Toronto neighbourhood data is available at a Wikipedia page <a href="https://en.wikipedia.org/wiki/List_of_postal_codes_of_Canada:_M">here</a>. First, let us read the data from the page.


In [47]:
# url of the page that contains Toronto neighbourhoods data
url='https://en.wikipedia.org/wiki/List_of_postal_codes_of_Canada:_M'
# create the web page and store it
page = requests.get(url)
page_con = lh.fromstring(page.content)
# read <tr>..</tr> data 
tr_elements = page_con.xpath('//tr')

Get the columns (headers) of the data set

In [48]:
# empty list
first_list = []
i = 0
# store first elements and an empty lists
for t in tr_elements[0]:
    i+=1
    name = t.text_content()
    print ("i = {} and name = {}".format(i,name))
    first_list.append((name,[]))

i = 1 and name = Postal Code

i = 2 and name = Borough

i = 3 and name = Neighbourhood



Now we have the headers, we need to read and store the rows of data

In [49]:
for j in range(1,len(tr_elements)):
    T = tr_elements[j]
    
    # If row is not of size 3, the //tr data is not from our table 
    if len(T)!=3:
        break

    i = 0
    for t in T.iterchildren():
        data=t.text_content() 
        # check if row is empty
        if i>0:
        # convert any numerical value to integers
            try:
                data = int(data)
            except:
                pass
        # Append the data to the empty list of the i'th column
        first_list[i][1].append(data)
        # Increment i for the next column
        i+=1

Now we have a list that contains all required data. Next step is cleaning this data.

In [50]:
Dict = {title:column for (title,column) in first_list} # convert first_list list into a python dictionary
df = pd.DataFrame(Dict) # convert Dict into a dataframe
df = df.stack().str.replace(r'\n','').unstack() # remove empty extra lines from the dataframe
df.columns = ['Postal Code', 'Borough', 'Neighbourhood'] # re-define the dataframe columns
df['Postal Code'].replace('', np.nan, inplace=True) # replace empty entries in the 'Postal Code' column with Numpy.nan
df.dropna(subset=['Postal Code'], inplace=True) # remove rows that contain Numpy.nan in their respective 'Postal Code' column
df.shape # print the shape of the dataframe

(180, 3)

More cleeaning..

In [51]:
# remove rows with 'Not assigned' values in their 'Borough' column
df.drop(df[df['Borough'] == "Not assigned"].index, inplace = True)
df.reset_index(drop=True, inplace=True) # reset dataframe index
df.head() # print the first five rows of the dataframe

Unnamed: 0,Postal Code,Borough,Neighbourhood
0,M3A,North York,Parkwoods
1,M4A,North York,Victoria Village
2,M5A,Downtown Toronto,"Regent Park, Harbourfront"
3,M6A,North York,"Lawrence Manor, Lawrence Heights"
4,M7A,Downtown Toronto,"Queen's Park, Ontario Provincial Government"

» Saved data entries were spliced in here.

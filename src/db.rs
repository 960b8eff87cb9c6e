// 🗄️ Local document store - SQLite + WAL
// Same payloads as the REST store, kept on disk with an audit trail.

use crate::sink::{HealthTestRecord, PedigreeRecord, PersistenceSink};
use anyhow::{anyhow, Context, Result};
use chrono::{DateTime, Utc};
use rusqlite::{params, Connection, OptionalExtension};
use serde::{Deserialize, Serialize};
use sha2::{Digest, Sha256};
use std::path::Path;
use std::sync::Mutex;
use tracing::{debug, info};

/// Event for audit trail ("every write is an event")
#[derive(Debug, Serialize, Deserialize, Clone)]
pub struct Event {
    pub event_id: String,
    pub timestamp: DateTime<Utc>,
    pub event_type: String,
    pub entity_type: String,
    pub entity_id: String,
    pub data: serde_json::Value,
    pub actor: String,
}

impl Event {
    pub fn new(
        event_type: &str,
        entity_type: &str,
        entity_id: &str,
        data: serde_json::Value,
        actor: &str,
    ) -> Self {
        Self {
            event_id: uuid::Uuid::new_v4().to_string(),
            timestamp: Utc::now(),
            event_type: event_type.to_string(),
            entity_type: entity_type.to_string(),
            entity_id: entity_id.to_string(),
            data,
            actor: actor.to_string(),
        }
    }
}

const ACTOR: &str = "verification_sink";

fn sha256_hex(parts: &[&str]) -> String {
    let mut hasher = Sha256::new();
    for part in parts {
        hasher.update(part.as_bytes());
        hasher.update([0x1f]);
    }
    format!("{:x}", hasher.finalize())
}

/// Dedup key for a health row: same dog, test, result and notes
pub fn health_idempotency_hash(record: &HealthTestRecord) -> String {
    sha256_hex(&[
        &record.dog_id,
        record.test_type.as_str(),
        &record.result,
        &record.notes,
    ])
}

/// Dedup key for a pedigree row: same dog, same extracted content
pub fn pedigree_idempotency_hash(record: &PedigreeRecord, content_hash: &str) -> String {
    sha256_hex(&[&record.dog_id, content_hash])
}

pub fn setup_database(conn: &Connection) -> Result<()> {
    // Enable WAL mode for crash recovery
    conn.pragma_update(None, "journal_mode", "WAL")?;

    // ==========================================================================
    // Health records
    // ==========================================================================
    conn.execute(
        "CREATE TABLE IF NOT EXISTS health_records (
            id TEXT PRIMARY KEY,
            idempotency_hash TEXT UNIQUE NOT NULL,
            dog_id TEXT NOT NULL,
            test_type TEXT NOT NULL,
            result TEXT NOT NULL,
            test_date TEXT,
            verification_source TEXT NOT NULL,
            verification_status TEXT NOT NULL,
            notes TEXT NOT NULL,
            created_at TEXT NOT NULL
        )",
        [],
    )?;

    // ==========================================================================
    // Pedigrees
    // ==========================================================================
    conn.execute(
        "CREATE TABLE IF NOT EXISTS pedigrees (
            id TEXT PRIMARY KEY,
            idempotency_hash TEXT UNIQUE NOT NULL,
            dog_id TEXT NOT NULL,
            sire_name TEXT,
            dam_name TEXT,
            lineage TEXT NOT NULL,
            verification_source TEXT NOT NULL,
            verification_status TEXT NOT NULL,
            created_at TEXT NOT NULL
        )",
        [],
    )?;

    // ==========================================================================
    // Events Table (audit trail)
    // ==========================================================================
    conn.execute(
        "CREATE TABLE IF NOT EXISTS events (
            id INTEGER PRIMARY KEY AUTOINCREMENT,
            event_id TEXT UNIQUE NOT NULL,
            timestamp TEXT NOT NULL,
            event_type TEXT NOT NULL,
            entity_type TEXT NOT NULL,
            entity_id TEXT NOT NULL,
            data TEXT NOT NULL,
            actor TEXT NOT NULL,
            created_at DATETIME DEFAULT CURRENT_TIMESTAMP
        )",
        [],
    )?;

    conn.execute(
        "CREATE INDEX IF NOT EXISTS idx_health_dog ON health_records(dog_id)",
        [],
    )?;

    conn.execute(
        "CREATE INDEX IF NOT EXISTS idx_pedigrees_dog ON pedigrees(dog_id)",
        [],
    )?;

    conn.execute(
        "CREATE INDEX IF NOT EXISTS idx_events_entity ON events(entity_type, entity_id)",
        [],
    )?;

    Ok(())
}

fn is_constraint_violation(err: &rusqlite::Error) -> bool {
    matches!(
        err,
        rusqlite::Error::SqliteFailure(e, _) if e.code == rusqlite::ErrorCode::ConstraintViolation
    )
}

/// Insert health rows; rows already stored are returned as they were stored
pub fn insert_health_records(conn: &Connection, records: &[HealthTestRecord]) -> Result<Vec<serde_json::Value>> {
    let mut stored = Vec::with_capacity(records.len());
    let mut duplicates = 0;

    for record in records {
        let hash = health_idempotency_hash(record);
        let id = uuid::Uuid::new_v4().to_string();

        let result = conn.execute(
            "INSERT INTO health_records (
                id, idempotency_hash, dog_id, test_type, result, test_date,
                verification_source, verification_status, notes, created_at
            ) VALUES (?1, ?2, ?3, ?4, ?5, ?6, ?7, ?8, ?9, ?10)",
            params![
                id,
                hash,
                record.dog_id,
                record.test_type.as_str(),
                record.result,
                record.test_date,
                record.verification_source,
                record.verification_status,
                record.notes,
                Utc::now().to_rfc3339(),
            ],
        );

        match result {
            Ok(_) => {
                let event = Event::new(
                    "health_record_added",
                    "health_record",
                    &id,
                    serde_json::json!({
                        "dog_id": record.dog_id,
                        "test_type": record.test_type.as_str(),
                        "result": record.result,
                    }),
                    ACTOR,
                );
                insert_event(conn, &event)?;
            }
            Err(e) if is_constraint_violation(&e) => duplicates += 1,
            Err(e) => return Err(e.into()),
        }

        if let Some(row) = health_record_by_hash(conn, &hash)? {
            stored.push(row);
        }
    }

    info!(inserted = records.len() - duplicates, duplicates, "health records stored");
    Ok(stored)
}

/// Insert the pedigree row; a repeat of the same content returns the stored row
pub fn insert_pedigree(conn: &Connection, record: &PedigreeRecord, content_hash: &str) -> Result<serde_json::Value> {
    let hash = pedigree_idempotency_hash(record, content_hash);
    let id = uuid::Uuid::new_v4().to_string();

    let result = conn.execute(
        "INSERT INTO pedigrees (
            id, idempotency_hash, dog_id, sire_name, dam_name, lineage,
            verification_source, verification_status, created_at
        ) VALUES (?1, ?2, ?3, ?4, ?5, ?6, ?7, ?8, ?9)",
        params![
            id,
            hash,
            record.dog_id,
            record.sire_name,
            record.dam_name,
            record.lineage,
            record.verification_source,
            record.verification_status,
            Utc::now().to_rfc3339(),
        ],
    );

    match result {
        Ok(_) => {
            let event = Event::new(
                "pedigree_added",
                "pedigree",
                &id,
                serde_json::json!({
                    "dog_id": record.dog_id,
                    "sire_name": record.sire_name,
                    "dam_name": record.dam_name,
                }),
                ACTOR,
            );
            insert_event(conn, &event)?;
        }
        Err(e) if is_constraint_violation(&e) => {
            debug!(dog_id = %record.dog_id, "pedigree already stored");
        }
        Err(e) => return Err(e.into()),
    }

    pedigree_by_hash(conn, &hash)?.ok_or_else(|| anyhow!("pedigree row missing after insert"))
}

fn health_row_to_json(row: &rusqlite::Row<'_>) -> rusqlite::Result<serde_json::Value> {
    Ok(serde_json::json!({
        "id": row.get::<_, String>(0)?,
        "dog_id": row.get::<_, String>(1)?,
        "test_type": row.get::<_, String>(2)?,
        "result": row.get::<_, String>(3)?,
        "test_date": row.get::<_, Option<String>>(4)?,
        "verification_source": row.get::<_, String>(5)?,
        "verification_status": row.get::<_, String>(6)?,
        "notes": row.get::<_, String>(7)?,
        "created_at": row.get::<_, String>(8)?,
    }))
}

fn pedigree_row_to_json(row: &rusqlite::Row<'_>) -> rusqlite::Result<serde_json::Value> {
    Ok(serde_json::json!({
        "id": row.get::<_, String>(0)?,
        "dog_id": row.get::<_, String>(1)?,
        "sire_name": row.get::<_, Option<String>>(2)?,
        "dam_name": row.get::<_, Option<String>>(3)?,
        "lineage": row.get::<_, String>(4)?,
        "verification_source": row.get::<_, String>(5)?,
        "verification_status": row.get::<_, String>(6)?,
        "created_at": row.get::<_, String>(7)?,
    }))
}

const HEALTH_COLUMNS: &str = "id, dog_id, test_type, result, test_date, verification_source, verification_status, notes, created_at";
const PEDIGREE_COLUMNS: &str = "id, dog_id, sire_name, dam_name, lineage, verification_source, verification_status, created_at";

fn health_record_by_hash(conn: &Connection, hash: &str) -> Result<Option<serde_json::Value>> {
    let sql = format!("SELECT {} FROM health_records WHERE idempotency_hash = ?1", HEALTH_COLUMNS);
    Ok(conn.query_row(&sql, [hash], health_row_to_json).optional()?)
}

fn pedigree_by_hash(conn: &Connection, hash: &str) -> Result<Option<serde_json::Value>> {
    let sql = format!("SELECT {} FROM pedigrees WHERE idempotency_hash = ?1", PEDIGREE_COLUMNS);
    Ok(conn.query_row(&sql, [hash], pedigree_row_to_json).optional()?)
}

/// All health rows stored for a dog, oldest first
pub fn get_health_records_for_dog(conn: &Connection, dog_id: &str) -> Result<Vec<serde_json::Value>> {
    let sql = format!(
        "SELECT {} FROM health_records WHERE dog_id = ?1 ORDER BY rowid ASC",
        HEALTH_COLUMNS
    );
    let mut stmt = conn.prepare(&sql)?;
    let rows = stmt
        .query_map([dog_id], health_row_to_json)?
        .collect::<Result<Vec<_>, _>>()?;
    Ok(rows)
}

/// All pedigree rows stored for a dog, oldest first
pub fn get_pedigrees_for_dog(conn: &Connection, dog_id: &str) -> Result<Vec<serde_json::Value>> {
    let sql = format!(
        "SELECT {} FROM pedigrees WHERE dog_id = ?1 ORDER BY rowid ASC",
        PEDIGREE_COLUMNS
    );
    let mut stmt = conn.prepare(&sql)?;
    let rows = stmt
        .query_map([dog_id], pedigree_row_to_json)?
        .collect::<Result<Vec<_>, _>>()?;
    Ok(rows)
}

/// Insert event into audit trail
pub fn insert_event(conn: &Connection, event: &Event) -> Result<()> {
    let data_json = serde_json::to_string(&event.data)?;

    conn.execute(
        "INSERT INTO events (event_id, timestamp, event_type, entity_type, entity_id, data, actor)
         VALUES (?1, ?2, ?3, ?4, ?5, ?6, ?7)",
        params![
            event.event_id,
            event.timestamp.to_rfc3339(),
            event.event_type,
            event.entity_type,
            event.entity_id,
            data_json,
            event.actor,
        ],
    )?;

    Ok(())
}

fn event_from_row(row: &rusqlite::Row<'_>) -> rusqlite::Result<Event> {
    let timestamp: String = row.get(1)?;
    let data: String = row.get(5)?;
    Ok(Event {
        event_id: row.get(0)?,
        timestamp: DateTime::parse_from_rfc3339(&timestamp)
            .map(|dt| dt.with_timezone(&Utc))
            .unwrap_or_else(|_| Utc::now()),
        event_type: row.get(2)?,
        entity_type: row.get(3)?,
        entity_id: row.get(4)?,
        data: serde_json::from_str(&data).unwrap_or(serde_json::Value::Null),
        actor: row.get(6)?,
    })
}

const EVENT_COLUMNS: &str = "event_id, timestamp, event_type, entity_type, entity_id, data, actor";

/// Audit events of one stored row (`health_record` or `pedigree`), in write order
pub fn get_events_for_entity(conn: &Connection, entity_type: &str, entity_id: &str) -> Result<Vec<Event>> {
    let sql = format!(
        "SELECT {} FROM events WHERE entity_type = ?1 AND entity_id = ?2 ORDER BY id ASC",
        EVENT_COLUMNS
    );
    let mut stmt = conn.prepare(&sql)?;
    let events = stmt
        .query_map(params![entity_type, entity_id], event_from_row)?
        .collect::<Result<Vec<_>, _>>()?;
    Ok(events)
}

/// Every audit event written for a dog, in write order
pub fn get_events_for_dog(conn: &Connection, dog_id: &str) -> Result<Vec<Event>> {
    let sql = format!(
        "SELECT {} FROM events WHERE json_extract(data, '$.dog_id') = ?1 ORDER BY id ASC",
        EVENT_COLUMNS
    );
    let mut stmt = conn.prepare(&sql)?;
    let events = stmt
        .query_map([dog_id], event_from_row)?
        .collect::<Result<Vec<_>, _>>()?;
    Ok(events)
}

/// What the local store holds for one dog
#[derive(Debug, Clone, Serialize)]
pub struct DogHistory {
    pub dog_id: String,
    pub health_records: Vec<serde_json::Value>,
    pub pedigrees: Vec<serde_json::Value>,
    pub events: Vec<Event>,
}

/// Row count of a table (health_records | pedigrees | events)
pub fn verify_count(conn: &Connection, table: &str) -> Result<i64> {
    if !matches!(table, "health_records" | "pedigrees" | "events") {
        return Err(anyhow!("unknown table: {}", table));
    }
    let count = conn.query_row(&format!("SELECT COUNT(*) FROM {}", table), [], |row| row.get(0))?;
    Ok(count)
}

// ============================================================================
// SINK
// ============================================================================

/// `PersistenceSink` over one SQLite connection
pub struct SqliteSink {
    conn: Mutex<Connection>,
}

impl SqliteSink {
    pub fn open(path: &Path) -> Result<Self> {
        let conn = Connection::open(path)
            .with_context(|| format!("Failed to open database: {}", path.display()))?;
        Self::from_connection(conn)
    }

    pub fn open_in_memory() -> Result<Self> {
        Self::from_connection(Connection::open_in_memory()?)
    }

    fn from_connection(conn: Connection) -> Result<Self> {
        setup_database(&conn)?;
        Ok(SqliteSink {
            conn: Mutex::new(conn),
        })
    }

    pub fn history(&self, dog_id: &str) -> Result<DogHistory> {
        self.with_conn(|conn| {
            Ok(DogHistory {
                dog_id: dog_id.to_string(),
                health_records: get_health_records_for_dog(conn, dog_id)?,
                pedigrees: get_pedigrees_for_dog(conn, dog_id)?,
                events: get_events_for_dog(conn, dog_id)?,
            })
        })
    }

    /// Run `f` with the locked connection
    pub fn with_conn<T>(&self, f: impl FnOnce(&Connection) -> Result<T>) -> Result<T> {
        let conn = self
            .conn
            .lock()
            .map_err(|_| anyhow!("database lock poisoned"))?;
        f(&conn)
    }
}

impl PersistenceSink for SqliteSink {
    fn insert_health_records(&self, records: &[HealthTestRecord]) -> Result<Vec<serde_json::Value>> {
        self.with_conn(|conn| insert_health_records(conn, records))
    }

    fn insert_pedigree(&self, record: &PedigreeRecord, content_hash: &str) -> Result<serde_json::Value> {
        self.with_conn(|conn| insert_pedigree(conn, record, content_hash))
    }
}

With this, the dataframe is ready. Let us find its final shape.

In [52]:
df.shape # print the shape of the dataframe

(103, 3)


## 2. Importing Location Details of Toronto Neighbourhoods and Creating the Final Dataframe


In [53]:
# read data from https://cocl.us/Geospatial_data (a .csv file) into a dataframe
coor_df = pd.read_csv('https://cocl.us/Geospatial_data')
coor_df.head() # print the first five rows of the dataframe

Unnamed: 0,Postal Code,Latitude,Longitude
0,M1B,43.806686,-79.194353
1,M1C,43.784535,-79.160497
2,M1E,43.763573,-79.188711
3,M1G,43.770992,-79.216917
4,M1H,43.773136,-79.239476


Now let's merge the two dataframes to get the final dataframe that contains postal codes, Borough, neighbourhood, lat and lng

In [54]:
# left merge df and coor_df
neighborhoods = pd.merge(left=df, right=coor_df, how='left', left_on='Postal Code', right_on='Postal Code')
neighborhoods.head() # print the first five rows of the dataframe

Unnamed: 0,Postal Code,Borough,Neighbourhood,Latitude,Longitude
0,M3A,North York,Parkwoods,43.753259,-79.329656
1,M4A,North York,Victoria Village,43.725882,-79.315572
2,M5A,Downtown Toronto,"Regent Park, Harbourfront",43.65426,-79.360636
3,M6A,North York,"Lawrence Manor, Lawrence Heights",43.718518,-79.464763
4,M7A,Downtown Toronto,"Queen's Park, Ontario Provincial Government",43.662301,-79.389494


In [55]:
neighborhoods.shape

(103, 5)


## 3. Segmenting and Clustering Toronto Neighbourhoods


In order to define an instance of the geocoder, we need to define a user_agent. We will name our agent <em>to_explorer</em>, as shown below.

In [56]:
address = 'Toronto, ON, Canada'

geolocator = Nominatim(user_agent="to_explorer")
location = geolocator.geocode(address)
latitude = location.latitude
longitude = location.longitude
print('The geographical coordinate of the city of Toronto are {}, {}.'.format(latitude, longitude))

The geographical coordinate of the city of Toronto are 43.6534817, -79.3839347.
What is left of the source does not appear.